◆ Collected data
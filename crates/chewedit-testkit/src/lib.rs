// Copyright 2026 Phillip Cloud
// Licensed under the Apache License, Version 2.0

use anyhow::{Context, Result};
use chewedit_app::{DictionaryCategory, DictionaryRecord, DictionaryResource};
use std::fs;
use std::path::PathBuf;

const WORDS: [(&str, &str); 16] = [
    ("新", "ㄒㄧㄣ"),
    ("酷", "ㄎㄨˋ"),
    ("音", "ㄧㄣ"),
    ("注", "ㄓㄨˋ"),
    ("詞", "ㄘˊ"),
    ("庫", "ㄎㄨˋ"),
    ("輸", "ㄕㄨ"),
    ("入", "ㄖㄨˋ"),
    ("法", "ㄈㄚˇ"),
    ("電", "ㄉㄧㄢˋ"),
    ("腦", "ㄋㄠˇ"),
    ("中", "ㄓㄨㄥ"),
    ("文", "ㄨㄣˊ"),
    ("字", "ㄗˋ"),
    ("典", "ㄉㄧㄢˇ"),
    ("的", "ㄉㄜ˙"),
];

/// Two records used throughout the session tests.
pub fn sample_records() -> Vec<DictionaryRecord> {
    vec![
        DictionaryRecord::new("a", "ㄚ", 5),
        DictionaryRecord::new("b", "ㄅ", 3),
    ]
}

pub fn chinese_records() -> Vec<DictionaryRecord> {
    vec![
        DictionaryRecord::new("新酷音", "ㄒㄧㄣ ㄎㄨˋ ㄧㄣ", 12),
        DictionaryRecord::new("注音", "ㄓㄨˋ ㄧㄣ", 8),
        DictionaryRecord::new("詞庫", "ㄘˊ ㄎㄨˋ", 0),
    ]
}

pub fn resource(category: DictionaryCategory, path: PathBuf) -> DictionaryResource {
    DictionaryResource {
        category,
        name: format!("{} fixture", category.as_str()),
        path,
    }
}

/// A temporary system/user directory pair. The drop-in directory exists but
/// is empty.
pub struct Dirs {
    pub root: tempfile::TempDir,
    pub system: PathBuf,
    pub user: PathBuf,
}

impl Dirs {
    pub fn new() -> Result<Self> {
        let root = tempfile::tempdir().context("create temp dir")?;
        let system = root.path().join("system");
        let user = root.path().join("user");
        fs::create_dir_all(system.join("drop-in")).context("create system dirs")?;
        Ok(Self { root, system, user })
    }

    pub fn file(&self, name: &str) -> PathBuf {
        self.root.path().join(name)
    }
}

pub fn csv_text(records: &[DictionaryRecord]) -> String {
    let mut text = String::from("phrase,bopomofo,frequency\n");
    for record in records {
        text.push_str(&format!(
            "{},{},{}\n",
            record.phrase, record.bopomofo, record.frequency
        ));
    }
    text
}

#[derive(Debug, Clone)]
struct DeterministicRng {
    state: u64,
}

impl DeterministicRng {
    fn new(seed: u64) -> Self {
        let mut state = seed ^ 0x9E37_79B9_7F4A_7C15;
        if state == 0 {
            state = 0xA409_3822_299F_31D0;
        }
        Self { state }
    }

    fn next_u64(&mut self) -> u64 {
        self.state = self
            .state
            .wrapping_mul(6_364_136_223_846_793_005)
            .wrapping_add(1_442_695_040_888_963_407);

        let mut x = self.state;
        x ^= x >> 13;
        x ^= x << 7;
        x ^= x >> 17;
        x
    }

    fn int_n(&mut self, n: usize) -> usize {
        if n <= 1 {
            return 0;
        }
        (self.next_u64() % (n as u64)) as usize
    }
}

/// Seeded generator of valid dictionary records.
#[derive(Debug, Clone)]
pub struct PhraseFaker {
    rng: DeterministicRng,
}

impl PhraseFaker {
    pub fn new(seed: u64) -> Self {
        let normalized = if seed == 0 { 1 } else { seed };
        Self {
            rng: DeterministicRng::new(normalized),
        }
    }

    pub fn int_n(&mut self, n: usize) -> usize {
        self.rng.int_n(n)
    }

    pub fn record(&mut self) -> DictionaryRecord {
        let length = 1 + self.rng.int_n(4);
        let mut phrase = String::new();
        let mut readings = Vec::with_capacity(length);
        for _ in 0..length {
            let (word, reading) = WORDS[self.rng.int_n(WORDS.len())];
            phrase.push_str(word);
            readings.push(reading);
        }
        let frequency = self.rng.int_n(1000) as u32;
        DictionaryRecord::new(phrase, readings.join(" "), frequency)
    }

    pub fn records(&mut self, count: usize) -> Vec<DictionaryRecord> {
        (0..count).map(|_| self.record()).collect()
    }
}
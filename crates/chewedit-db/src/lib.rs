// Copyright 2026 Phillip Cloud
// Licensed under the Apache License, Version 2.0

pub mod catalog;
pub mod fonts;
pub mod ime;
pub mod transfer;

pub use catalog::{Catalog, default_system_dir, default_user_dir};
pub use fonts::{font_dirs, scan_fonts, system_fonts};
pub use ime::{ImeStore, export_config, import_config};
pub use transfer::{ImportReport, export_csv, import_file, read_csv, write_csv};

use anyhow::{Context, Result, anyhow, bail};
use chewedit_app::bopomofo::canonical_reading;
use chewedit_app::{DictionaryInfo, DictionaryRecord};
use rusqlite::{Connection, OpenFlags, OptionalExtension, params};
use std::collections::BTreeSet;
use std::fs;
use std::path::{Path, PathBuf};
use time::OffsetDateTime;
use time::format_description::well_known::Rfc3339;
use tracing::{debug, info};

pub const APP_NAME: &str = "chewedit";
pub const SOFTWARE_NAME: &str = concat!("chewedit ", env!("CARGO_PKG_VERSION"));
pub const DICTIONARY_EXTENSION: &str = "sqlite3";

const REQUIRED_SCHEMA: &[(&str, &[&str])] = &[
    ("info", &["key", "value"]),
    ("entries", &["id", "phrase", "bopomofo", "frequency"]),
];

const INFO_NAME: &str = "name";
const INFO_VERSION: &str = "version";
const INFO_COPYRIGHT: &str = "copyright";
const INFO_LICENSE: &str = "license";
const INFO_SOFTWARE: &str = "software";
const INFO_UPDATED_AT: &str = "updated_at";

/// Info written into a freshly created personal dictionary.
pub fn personal_info() -> DictionaryInfo {
    DictionaryInfo {
        name: "我的詞庫".to_owned(),
        version: "1.0.0".to_owned(),
        copyright: "Unknown".to_owned(),
        license: "Unknown".to_owned(),
        software: SOFTWARE_NAME.to_owned(),
    }
}

/// One dictionary file: an `info` key/value table and the ordered `entries`.
pub struct DictionaryFile {
    conn: Connection,
    path: Option<PathBuf>,
}

impl DictionaryFile {
    pub fn open_read_only(path: &Path) -> Result<Self> {
        Self::open_existing(
            path,
            OpenFlags::SQLITE_OPEN_READ_ONLY | OpenFlags::SQLITE_OPEN_NO_MUTEX,
        )
    }

    /// Opens `path`, creating the file and its schema with `info` when it
    /// does not exist yet.
    pub fn create(path: &Path, info: &DictionaryInfo) -> Result<Self> {
        validate_db_path(&path.to_string_lossy())?;
        if let Some(parent) = path.parent()
            && !parent.as_os_str().is_empty()
        {
            fs::create_dir_all(parent)
                .with_context(|| format!("create dictionary directory {}", parent.display()))?;
        }
        let conn = Connection::open(path)
            .with_context(|| format!("open dictionary at {}", path.display()))?;
        configure_connection(&conn)?;
        let dictionary = Self {
            conn,
            path: Some(path.to_path_buf()),
        };
        if !has_user_tables(&dictionary.conn)? {
            info!(path = %path.display(), "creating dictionary");
            dictionary.bootstrap()?;
            dictionary.set_info(info)?;
        } else {
            validate_schema(&dictionary.conn)?;
        }
        Ok(dictionary)
    }

    pub fn open_memory() -> Result<Self> {
        let conn = Connection::open_in_memory().context("open in-memory dictionary")?;
        configure_connection(&conn)?;
        Ok(Self { conn, path: None })
    }

    fn open_existing(path: &Path, flags: OpenFlags) -> Result<Self> {
        validate_db_path(&path.to_string_lossy())?;
        if !path.is_file() {
            bail!(
                "dictionary {} does not exist -- pick one from the dictionary list",
                path.display()
            );
        }
        let conn = Connection::open_with_flags(path, flags)
            .with_context(|| format!("open dictionary at {}", path.display()))?;
        configure_connection(&conn)?;
        if !has_user_tables(&conn)? {
            bail!(
                "{} is not a dictionary file -- import it instead of opening it",
                path.display()
            );
        }
        validate_schema(&conn)?;
        Ok(Self {
            conn,
            path: Some(path.to_path_buf()),
        })
    }

    pub fn bootstrap(&self) -> Result<()> {
        if has_user_tables(&self.conn)? {
            validate_schema(&self.conn)?;
        } else {
            self.conn
                .execute_batch(include_str!("sql/schema.sql"))
                .context("create schema")?;
        }
        Ok(())
    }

    pub fn entries(&self) -> Result<Vec<DictionaryRecord>> {
        let mut stmt = self
            .conn
            .prepare(
                "
                SELECT phrase, bopomofo, frequency
                FROM entries
                ORDER BY id ASC
                ",
            )
            .context("prepare entries query")?;
        let rows = stmt
            .query_map([], |row| {
                Ok(DictionaryRecord {
                    phrase: row.get(0)?,
                    bopomofo: row.get(1)?,
                    frequency: row.get(2)?,
                })
            })
            .context("query entries")?;
        rows.collect::<rusqlite::Result<Vec<_>>>()
            .context("collect entries")
    }

    /// Replaces every entry with `records`, keeping their order. Readings are
    /// checked first and written back in canonical form; nothing is written
    /// if any of them is invalid.
    pub fn replace_entries(&mut self, records: &[DictionaryRecord]) -> Result<()> {
        let readings = check_readings(records)?;
        let now = now_rfc3339()?;

        let tx = self
            .conn
            .transaction()
            .context("begin dictionary transaction")?;
        tx.execute("DELETE FROM entries", [])
            .context("clear entries")?;
        {
            let mut stmt = tx
                .prepare("INSERT INTO entries (phrase, bopomofo, frequency) VALUES (?, ?, ?)")
                .context("prepare entry insert")?;
            for (record, reading) in records.iter().zip(&readings) {
                stmt.execute(params![record.phrase, reading, record.frequency])
                    .with_context(|| format!("insert entry {:?}", record.phrase))?;
            }
        }
        for (key, value) in [(INFO_SOFTWARE, SOFTWARE_NAME), (INFO_UPDATED_AT, now.as_str())] {
            put_info(&tx, key, value)?;
        }
        tx.commit().context("commit dictionary transaction")?;

        info!(
            path = ?self.path,
            entries = records.len(),
            "dictionary entries replaced"
        );
        Ok(())
    }

    pub fn info(&self) -> Result<DictionaryInfo> {
        Ok(DictionaryInfo {
            name: self.info_value(INFO_NAME)?.unwrap_or_default(),
            version: self.info_value(INFO_VERSION)?.unwrap_or_default(),
            copyright: self.info_value(INFO_COPYRIGHT)?.unwrap_or_default(),
            license: self.info_value(INFO_LICENSE)?.unwrap_or_default(),
            software: self.info_value(INFO_SOFTWARE)?.unwrap_or_default(),
        })
    }

    pub fn set_info(&self, info: &DictionaryInfo) -> Result<()> {
        for (key, value) in [
            (INFO_NAME, &info.name),
            (INFO_VERSION, &info.version),
            (INFO_COPYRIGHT, &info.copyright),
            (INFO_LICENSE, &info.license),
            (INFO_SOFTWARE, &info.software),
        ] {
            put_info(&self.conn, key, value)?;
        }
        debug!(name = %info.name, "dictionary info written");
        Ok(())
    }

    fn info_value(&self, key: &str) -> Result<Option<String>> {
        self.conn
            .query_row(
                "SELECT value FROM info WHERE key = ?",
                params![key],
                |row| row.get::<_, String>(0),
            )
            .optional()
            .with_context(|| format!("read dictionary info {key}"))
    }
}

/// Checks every reading and returns them in canonical form. The error names
/// the first offending entry by its 1-based position.
pub fn check_readings(records: &[DictionaryRecord]) -> Result<Vec<String>> {
    records
        .iter()
        .enumerate()
        .map(|(position, record)| {
            canonical_reading(&record.bopomofo).map_err(|error| {
                anyhow!(
                    "entry {} ({:?}) has an invalid reading: {error}",
                    position + 1,
                    record.phrase
                )
            })
        })
        .collect()
}

pub fn validate_db_path(path: &str) -> Result<()> {
    if path.is_empty() {
        bail!("dictionary path must not be empty");
    }
    if path == ":memory:" {
        return Ok(());
    }

    if let Some(index) = path.find("://")
        && index > 0
    {
        let scheme = &path[..index];
        if scheme.chars().all(char::is_alphabetic) {
            bail!(
                "dictionary path {path:?} looks like a URI ({scheme}://); pass a filesystem path instead"
            );
        }
    }

    if path.starts_with("file:") {
        bail!("dictionary path {path:?} uses file: URI syntax; pass a plain filesystem path");
    }

    if path.contains('?') {
        bail!(
            "dictionary path {path:?} contains '?'; remove query parameters and use a plain file path"
        );
    }

    Ok(())
}

fn put_info(conn: &Connection, key: &str, value: &str) -> Result<()> {
    conn.execute(
        "
        INSERT INTO info (key, value)
        VALUES (?, ?)
        ON CONFLICT(key) DO UPDATE SET value = excluded.value
        ",
        params![key, value],
    )
    .with_context(|| format!("write dictionary info {key}"))?;
    Ok(())
}

fn has_user_tables(conn: &Connection) -> Result<bool> {
    let count: i64 = conn
        .query_row(
            "
            SELECT COUNT(*)
            FROM sqlite_master
            WHERE type = 'table'
              AND name NOT LIKE 'sqlite_%'
            ",
            [],
            |row| row.get(0),
        )
        .context("count user tables")?;
    Ok(count > 0)
}

fn validate_schema(conn: &Connection) -> Result<()> {
    for (table, required_columns) in REQUIRED_SCHEMA {
        let columns = table_columns(conn, table)?;
        if columns.is_empty() {
            bail!(
                "dictionary is missing required table `{table}`; use a chewedit dictionary or import the file"
            );
        }

        let missing: Vec<&str> = required_columns
            .iter()
            .copied()
            .filter(|column| !columns.contains(*column))
            .collect();
        if !missing.is_empty() {
            bail!(
                "table `{table}` is missing required columns: {}; re-import the dictionary",
                missing.join(", ")
            );
        }
    }
    Ok(())
}

fn table_columns(conn: &Connection, table: &str) -> Result<BTreeSet<String>> {
    let mut stmt = conn
        .prepare(&format!("PRAGMA table_info({table})"))
        .with_context(|| format!("inspect columns for {table}"))?;
    let rows = stmt
        .query_map([], |row| row.get::<_, String>(1))
        .with_context(|| format!("query column info for {table}"))?;

    rows.collect::<rusqlite::Result<BTreeSet<_>>>()
        .with_context(|| format!("collect columns for {table}"))
}

fn configure_connection(conn: &Connection) -> Result<()> {
    conn.execute_batch(
        "
        PRAGMA foreign_keys = ON;
        PRAGMA busy_timeout = 5000;
        ",
    )
    .context("configure sqlite pragmas")
}

fn now_rfc3339() -> Result<String> {
    OffsetDateTime::now_utc()
        .format(&Rfc3339)
        .context("format current timestamp")
}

◆ ASSIGNED TASK
Where does the word "DictionaryCategory" appear in the records? Copy every line that holds it.

◆ SOLUTION
use chewedit_app::{DictionaryCategory, DictionaryRecord, DictionaryResource};
pub fn resource(category: DictionaryCategory, path: PathBuf) -> DictionaryResource {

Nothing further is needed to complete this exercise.